Francis Ford Coppola’s
APOCALYPSE PRETTY SOON
A tale as poignant now as it was 65 million years ago. A squadron of six assorted late-Cretaceous mammals journey deep into the last remaining jungle. Their mission: to either convince a bossy Brachiosaurus to start having live births and suckling its young, or mark him for Extinction. “Eggs are out,” they insist. “Big is out! At 3,000 pounds of leaves a day, you gonna run out of jungle, stupid. And Brachi-boy, ever think about regulating your own body heat for a friggin’ change? Criminy, grow some fur—put on a pair of pants—something! It’s friggin’ cold, man. Hey, I’m talking to you!’

Victor Fleming’s
THE LIZARD OF OZ
No, Dorothy, you’re not in Kansas anymore. In fact, you’re not even in North American, since our continent as we know it was just starting to drift this way from Pangaea two hundred twenty five million years ago. In spite of her predicament, Dorothy finds new friends and plenty of time to speculate on the nature of Chaos Theory in this all-ear classic.

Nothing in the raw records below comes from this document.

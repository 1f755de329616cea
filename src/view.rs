//! Presentation contract
//!
//! Once per frame the simulation clock hands a read-only [`RenderSnapshot`]
//! and a [`HudReadout`] to a [`Presenter`]. Nothing on the presentation side
//! ever holds a reference into the live `GameState`.

use glam::Vec2;
use serde::Serialize;

use crate::colors::Rgba;
use crate::sim::progression::xp_to_next_level;
use crate::sim::state::{Bullet, GameState};

/// Receives everything the host needs to draw a frame and update its widgets
pub trait Presenter {
    fn render(&mut self, snapshot: &RenderSnapshot);
    fn refresh_hud(&mut self, hud: &HudReadout);
    /// Called exactly once, when the run ends
    fn game_over(&mut self, message: &str);
}

#[derive(Debug, Clone, PartialEq, Serialize)]
pub struct PlayerView {
    pub pos: Vec2,
    pub size: f32,
    pub color: Rgba,
    pub hp: u32,
    pub max_hp: u32,
    pub ammo: u32,
    /// Barrel color of the equipped weapon
    pub gun_color: Rgba,
    /// Barrel direction (radians)
    pub aim_angle: f32,
}

#[derive(Debug, Clone, PartialEq, Serialize)]
pub struct EnemyView {
    pub pos: Vec2,
    pub size: f32,
    pub color: Rgba,
    pub hp: u32,
    pub max_hp: u32,
}

impl EnemyView {
    /// Fill fraction for the health bar above the enemy
    pub fn hp_fraction(&self) -> f32 {
        if self.max_hp == 0 {
            0.0
        } else {
            self.hp as f32 / self.max_hp as f32
        }
    }
}

#[derive(Debug, Clone, PartialEq, Serialize)]
pub struct BulletView {
    pub pos: Vec2,
    pub size: f32,
    pub color: Rgba,
}

impl From<&Bullet> for BulletView {
    fn from(b: &Bullet) -> Self {
        Self {
            pos: b.pos,
            size: b.radius,
            color: b.color,
        }
    }
}

/// Everything needed to draw one frame
#[derive(Debug, Clone, PartialEq, Serialize)]
pub struct RenderSnapshot {
    pub width: f32,
    pub height: f32,
    pub player: PlayerView,
    pub enemies: Vec<EnemyView>,
    pub player_bullets: Vec<BulletView>,
    pub enemy_bullets: Vec<BulletView>,
}

impl RenderSnapshot {
    pub fn capture(state: &GameState) -> Self {
        let p = &state.player;
        Self {
            width: state.width,
            height: state.height,
            player: PlayerView {
                pos: p.pos,
                size: p.size,
                color: p.color,
                hp: p.hp,
                max_hp: p.max_hp,
                ammo: p.ammo,
                gun_color: p.weapon().color,
                aim_angle: state.aim_angle,
            },
            enemies: state
                .enemies
                .iter()
                .map(|e| EnemyView {
                    pos: e.pos,
                    size: e.size,
                    color: e.color,
                    hp: e.hp,
                    max_hp: e.max_hp,
                })
                .collect(),
            player_bullets: state.player_bullets.iter().map(BulletView::from).collect(),
            enemy_bullets: state.enemy_bullets.iter().map(BulletView::from).collect(),
        }
    }
}

/// Values for the DOM HUD
#[derive(Debug, Clone, PartialEq, Serialize)]
pub struct HudReadout {
    /// Width of the health bar, 0..=100
    pub hp_percent: f32,
    /// "hp/maxHp"
    pub hp_text: String,
    /// Ammo count; also the ammo bar width in percent
    pub ammo: u32,
    pub ammo_text: String,
    pub level: u32,
    pub xp: u32,
    pub xp_to_next: u32,
    pub weapon_name: &'static str,
}

impl HudReadout {
    pub fn capture(state: &GameState) -> Self {
        let p = &state.player;
        Self {
            hp_percent: p.hp_fraction() * 100.0,
            hp_text: format!("{}/{}", p.hp, p.max_hp),
            ammo: p.ammo,
            ammo_text: p.ammo.to_string(),
            level: p.level,
            xp: p.xp,
            xp_to_next: xp_to_next_level(p, &state.tuning),
            weapon_name: p.weapon().name,
        }
    }
}
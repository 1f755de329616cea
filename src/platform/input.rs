//! Input collection
//!
//! Browser event handlers write into an `InputCollector` whenever an event
//! arrives; the frame loop reads one [`TickInput`] snapshot at the start of
//! each frame.

use glam::Vec2;

use crate::sim::{MoveKeys, TickInput};

/// A logical movement direction
#[derive(Debug, Clone, Copy, PartialEq, Eq)]
pub enum Direction {
    Up,
    Down,
    Left,
    Right,
}

impl Direction {
    /// Map a `KeyboardEvent.key` value (WASD or arrows, any case)
    pub fn from_key(key: &str) -> Option<Self> {
        match key.to_lowercase().as_str() {
            "w" | "arrowup" => Some(Direction::Up),
            "s" | "arrowdown" => Some(Direction::Down),
            "a" | "arrowleft" => Some(Direction::Left),
            "d" | "arrowright" => Some(Direction::Right),
            _ => None,
        }
    }
}

/// Most recent input state, as reported by the host's event handlers
#[derive(Debug, Clone, Default)]
pub struct InputCollector {
    keys: MoveKeys,
    pointer: Vec2,
    pointer_down: bool,
    /// Set on press, cleared once a snapshot has seen it
    fire_pressed: bool,
}

impl InputCollector {
    pub fn new() -> Self {
        Self::default()
    }

    /// Returns `true` if the key is a movement key
    pub fn key_down(&mut self, key: &str) -> bool {
        self.set_key(key, true)
    }

    /// Returns `true` if the key is a movement key
    pub fn key_up(&mut self, key: &str) -> bool {
        self.set_key(key, false)
    }

    fn set_key(&mut self, key: &str, held: bool) -> bool {
        let Some(dir) = Direction::from_key(key) else {
            return false;
        };
        match dir {
            Direction::Up => self.keys.up = held,
            Direction::Down => self.keys.down = held,
            Direction::Left => self.keys.left = held,
            Direction::Right => self.keys.right = held,
        }
        true
    }

    pub fn pointer_moved(&mut self, x: f32, y: f32) {
        self.pointer = Vec2::new(x, y);
    }

    pub fn pointer_pressed(&mut self) {
        self.pointer_down = true;
        self.fire_pressed = true;
    }

    pub fn pointer_released(&mut self) {
        self.pointer_down = false;
    }

    /// Forget a click that has not reached a snapshot yet
    ///
    /// Hosts call this when a run starts so the press on the start button
    /// does not become the first shot.
    pub fn discard_pending_fire(&mut self) {
        self.fire_pressed = false;
    }

    pub fn keys(&self) -> MoveKeys {
        self.keys
    }

    pub fn pointer(&self) -> Vec2 {
        self.pointer
    }

    /// Input for the next tick; consumes a pending click
    pub fn snapshot(&mut self, now_ms: f64) -> TickInput {
        let input = TickInput {
            keys: self.keys,
            pointer: self.pointer,
            pointer_down: self.pointer_down,
            fire_pressed: self.fire_pressed,
            now_ms,
        };
        self.fire_pressed = false;
        input
    }
}
//! WebGPU rendering module
//!
//! CPU-side tessellation of circles and bars into one triangle list per
//! frame, drawn by a single flat-color pipeline.

pub mod pipeline;
pub mod scene;
pub mod shapes;
pub mod vertex;

pub use pipeline::RenderState;
pub use scene::build_scene;
pub use vertex::Vertex;
//! Platform abstraction layer
//!
//! Input sources that feed the simulation:
//! - `input`: event-driven collector for keyboard and pointer
//! - `autopilot`: scripted pilot for headless runs

pub mod autopilot;
pub mod input;

pub use autopilot::Autopilot;
pub use input::{Direction, InputCollector};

Linking arms with a dippy Diplodocus, a cowardly Coelophysis (Co-el-LOF-i-sis) and a tiny, tinny Titanasaurus (Ti-TAN-a-saurus), she’s off to see the Lizard (LIZ-ard). Since the audience knows full well that his species is down to its last million years of existence, it is particularly moving when Ray Bolger, gazing at the walnut in his claws, sings, “If I Only Had a Brain.”

the cast

The cast of Jurassic Park considers the plot changes suggested by Video Guide.

The preceding scenarios are fictitious and do not represent actual works in progress. Any similarities to persons living or dead are completely coincidental, unintentional and mere good fortune.